Is Radon Testing Necessary Prior To Selling?

In some parts of the United States, residents must install a radon reduction system in their homes. A radon mitigation system may end up on the list of necessary repairs after a home inspection. A new radon mitigation system can be installed at the buyer’s expense, or the seller can do it.

Most sellers, however, are just looking to get out of the deal with as few costs as possible, so that’s the one drawback. Seller-completed installations may be less expensive overall, despite potentially deviating from EPA guidelines. Buyers should be aware of the conditions and local regulations. Having the buyer receive a credit to handle the cleanup on their own may prove to be the best solution. But you should discuss this possibility with your real estate agent first.

Who needs to pay for radon mitigation, the buyer or the seller?

You probably weren’t planning on spending extra money on a mitigation system when you bought your new house. Radon mitigation systems, however, can be viewed as a standard repair during a property sale. In addition, if the radon test results are high, a radon mitigation system should be installed as soon as possible. This is for the sake of the health of the people who will be occupying the home.

Radon mitigation systems are expensive, but the seller is under no obligation to cover the costs. However, a buyer has the right to require the seller to pay for any necessary home repairs, including a radon mitigation system. The mitigation system could be paid for by either the buyer or the seller. But we recommend that the latter provide some sort of allowance or credit toward the cost of the system. After reviewing the inspection report, roughly 83% of sellers offer some form of credit for repairs.

Cost of installation reimbursement

To effectively reduce radon levels, various factors must be considered. These are for each individual dwelling.

If no work has been done to initiate the mitigation system, the buyer is eligible for a full refund of the associated installation costs. If some of the installation has already been completed, the seller may offer a partial credit to the buyer to cover the remaining expenses.

Once the system has been installed, periodic radon retests over a longer period of time will be necessary to verify. That radon levels are indeed being reduced as expected. Although there is no hard and fast rule, in most cases the seller is responsible for this.

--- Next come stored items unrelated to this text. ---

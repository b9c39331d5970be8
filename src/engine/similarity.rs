// SYNOID Digest - Similarity Index
// Copyright (c) 2026 Xing_The_Creator | SYNOID
//
// Pairwise cosine similarity between segment content vectors. Only the
// diversity branch of the greedy selector reads it.

use rayon::prelude::*;
use tracing::{debug, warn};

use crate::engine::aggregate::frame_window;
use crate::error::{DigestError, DigestWarning};
use crate::segment::{Segment, SegmentId};

/// Symmetric N×N cosine-similarity matrix, row-major.
///
/// Segments without a usable vector have an all-zero row and column,
/// diagonal included, so they never boost or block a selection.
#[derive(Debug, Clone, PartialEq)]
pub struct SimilarityIndex {
    n: usize,
    matrix: Vec<f64>,
    present: Vec<bool>,
}

impl SimilarityIndex {
    /// Index over `segments` in the given order.
    pub fn from_segments(segments: &[Segment]) -> (Self, Vec<DigestWarning>) {
        let entries: Vec<(SegmentId, Option<&[f64]>)> = segments
            .iter()
            .map(|s| (s.segment_id, s.feature_vector.as_deref()))
            .collect();
        Self::build(&entries)
    }

    pub fn build(entries: &[(SegmentId, Option<&[f64]>)]) -> (Self, Vec<DigestWarning>) {
        let n = entries.len();
        let mut warnings = Vec::new();
        let reference_dim = entries.iter().find_map(|(_, v)| v.map(|v| v.len()));

        let units: Vec<Option<Vec<f64>>> = entries
            .iter()
            .map(|(id, vector)| match (vector, reference_dim) {
                (Some(v), Some(dim)) if v.len() == dim => unit(v),
                (Some(v), Some(dim)) => {
                    let mismatch = DigestError::DimensionMismatch {
                        segment_id: *id,
                        expected: dim,
                        found: v.len(),
                    };
                    warn!("[SIMILARITY] {}; treating as missing", mismatch);
                    warnings.extend(mismatch.into_warning());
                    None
                }
                _ => {
                    warnings.push(DigestWarning::MissingFeatureVector { segment_id: *id });
                    None
                }
            })
            .collect();

        let matrix: Vec<f64> = (0..n)
            .into_par_iter()
            .flat_map_iter(|i| {
                let units = &units;
                (0..n).map(move |j| match (&units[i], &units[j]) {
                    (Some(_), Some(_)) if i == j => 1.0,
                    (Some(a), Some(b)) => dot(a, b),
                    _ => 0.0,
                })
            })
            .collect();

        let present = units.iter().map(Option::is_some).collect();
        debug!(
            "[SIMILARITY] Built {}x{} index (dim {:?})",
            n, n, reference_dim
        );
        (Self { n, matrix, present }, warnings)
    }

    pub fn len(&self) -> usize {
        self.n
    }

    pub fn is_empty(&self) -> bool {
        self.n == 0
    }

    /// Whether segment `i` had a usable vector when the index was built.
    pub fn has_vector(&self, i: usize) -> bool {
        self.present.get(i).copied().unwrap_or(false)
    }

    pub fn get(&self, i: usize, j: usize) -> f64 {
        self.matrix[i * self.n + j]
    }

    pub fn row(&self, i: usize) -> &[f64] {
        &self.matrix[i * self.n..(i + 1) * self.n]
    }
}

/// Cosine similarity; zero when either vector has zero norm.
pub fn cosine(a: &[f64], b: &[f64]) -> f64 {
    match (unit(a), unit(b)) {
        (Some(a), Some(b)) if a.len() == b.len() => dot(&a, &b),
        _ => 0.0,
    }
}

fn unit(v: &[f64]) -> Option<Vec<f64>> {
    let norm = v.iter().map(|x| x * x).sum::<f64>().sqrt();
    if norm > 0.0 && norm.is_finite() {
        Some(v.iter().map(|x| x / norm).collect())
    } else {
        None
    }
}

fn dot(a: &[f64], b: &[f64]) -> f64 {
    a.iter().zip(b).map(|(x, y)| x * y).sum()
}

/// Per-frame content features, one row per sampled frame.
#[derive(Debug, Clone, PartialEq)]
pub struct FeatureMatrix {
    rows: Vec<Vec<f64>>,
}

impl FeatureMatrix {
    pub fn new(rows: Vec<Vec<f64>>) -> Self {
        Self { rows }
    }

    pub fn frames(&self) -> usize {
        self.rows.len()
    }

    /// Mean of the frame rows covering `[start, end]`, clipped to the matrix.
    pub fn mean_pool(&self, start_time: f64, end_time: f64, fps: f64) -> Option<Vec<f64>> {
        let (first, last) = frame_window(self.rows.len(), start_time, end_time, fps)?;
        let window = &self.rows[first..=last];
        let dim = window[0].len();
        if window.iter().any(|r| r.len() != dim) {
            return None;
        }
        let mut mean = vec![0.0; dim];
        for row in window {
            for (acc, x) in mean.iter_mut().zip(row) {
                *acc += x;
            }
        }
        let count = window.len() as f64;
        mean.iter_mut().for_each(|x| *x /= count);
        Some(mean)
    }

    /// Fill `feature_vector` for segments that have none.
    pub fn attach(&self, segments: &mut [Segment], fps: f64) {
        for seg in segments.iter_mut().filter(|s| s.feature_vector.is_none()) {
            seg.feature_vector = self.mean_pool(seg.start_time, seg.end_time, fps);
        }
    }
}

#[cfg(test)]
mod tests {
    use super::*;

    #[test]
    fn test_matrix_is_symmetric_with_unit_diagonal() {
        let a = [1.0, 0.0];
        let b = [1.0, 1.0];
        let c = [0.0, 2.0];
        let (index, warnings) =
            SimilarityIndex::build(&[(0, Some(&a[..])), (1, Some(&b[..])), (2, Some(&c[..]))]);
        assert!(warnings.is_empty());
        for i in 0..3 {
            assert_eq!(index.get(i, i), 1.0);
            for j in 0..3 {
                assert!((index.get(i, j) - index.get(j, i)).abs() < 1e-12);
            }
        }
        assert!((index.get(0, 1) - 1.0 / 2f64.sqrt()).abs() < 1e-9);
        assert_eq!(index.get(0, 2), 0.0);
    }

    #[test]
    fn test_missing_and_mismatched_vectors_are_zeroed() {
        let a = [1.0, 0.0];
        let bad = [1.0, 0.0, 0.0];
        let (index, warnings) = SimilarityIndex::build(&[(0, Some(&a[..])), (1, None), (2, Some(&bad[..]))]);
        assert_eq!(index.row(1), &[0.0, 0.0, 0.0]);
        assert_eq!(index.row(2), &[0.0, 0.0, 0.0]);
        assert_eq!(index.get(0, 0), 1.0);
        assert!(index.has_vector(0));
        assert!(!index.has_vector(1));
        assert!(!index.has_vector(2));
        assert_eq!(
            warnings,
            vec![
                DigestWarning::MissingFeatureVector { segment_id: 1 },
                DigestWarning::DimensionMismatch {
                    segment_id: 2,
                    expected: 2,
                    found: 3
                },
            ]
        );
    }

    #[test]
    fn test_zero_norm_vector_never_matches() {
        assert_eq!(cosine(&[0.0, 0.0], &[1.0, 0.0]), 0.0);
        let z = [0.0, 0.0];
        let (index, _) = SimilarityIndex::build(&[(0, Some(&z[..]))]);
        assert_eq!(index.get(0, 0), 0.0);
    }

    #[test]
    fn test_mean_pool_clips_to_matrix() {
        let features = FeatureMatrix::new(vec![vec![0.0, 2.0], vec![2.0, 4.0], vec![4.0, 6.0]]);
        assert_eq!(features.mean_pool(1.0, 9.0, 1.0), Some(vec![3.0, 5.0]));
        assert_eq!(features.mean_pool(0.0, 0.5, 1.0), Some(vec![0.0, 2.0]));
        assert_eq!(features.mean_pool(5.0, 6.0, 1.0), None);
    }
}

What effect does radon mitigation have on the value of a home?

The installation of a radon reduction system will not reduce the market value of a home. Radon suppression systems are ubiquitous in radon-heavy regions. Radon is a gas that occurs naturally in some locations; it is not an indicator of bad land management or a harmful environment.

Potential homebuyers in a high-radon area will probably know to inquire about or request a radon test. This is before progressing forward with a purchase. For both the seller and the buyer, it is preferable if a radon test has been performed and a mitigation system is in place.

Should I purchase a home with high radon levels?

If the radon level in a home is higher than 4 picocuries per liter (PCi/L), then steps should be taken to reduce the concentration. It will be safe to live in the house once the radon levels have been reduced by a radon mitigation system.

The radon levels in a house that were once high but are now much lower are likely to be well within safe levels. Some radon tests will span 90 days to account for the daily variations in radon levels. While 48-hour tests provide some insight into the local radon levels, longer-term tests provide a more complete picture.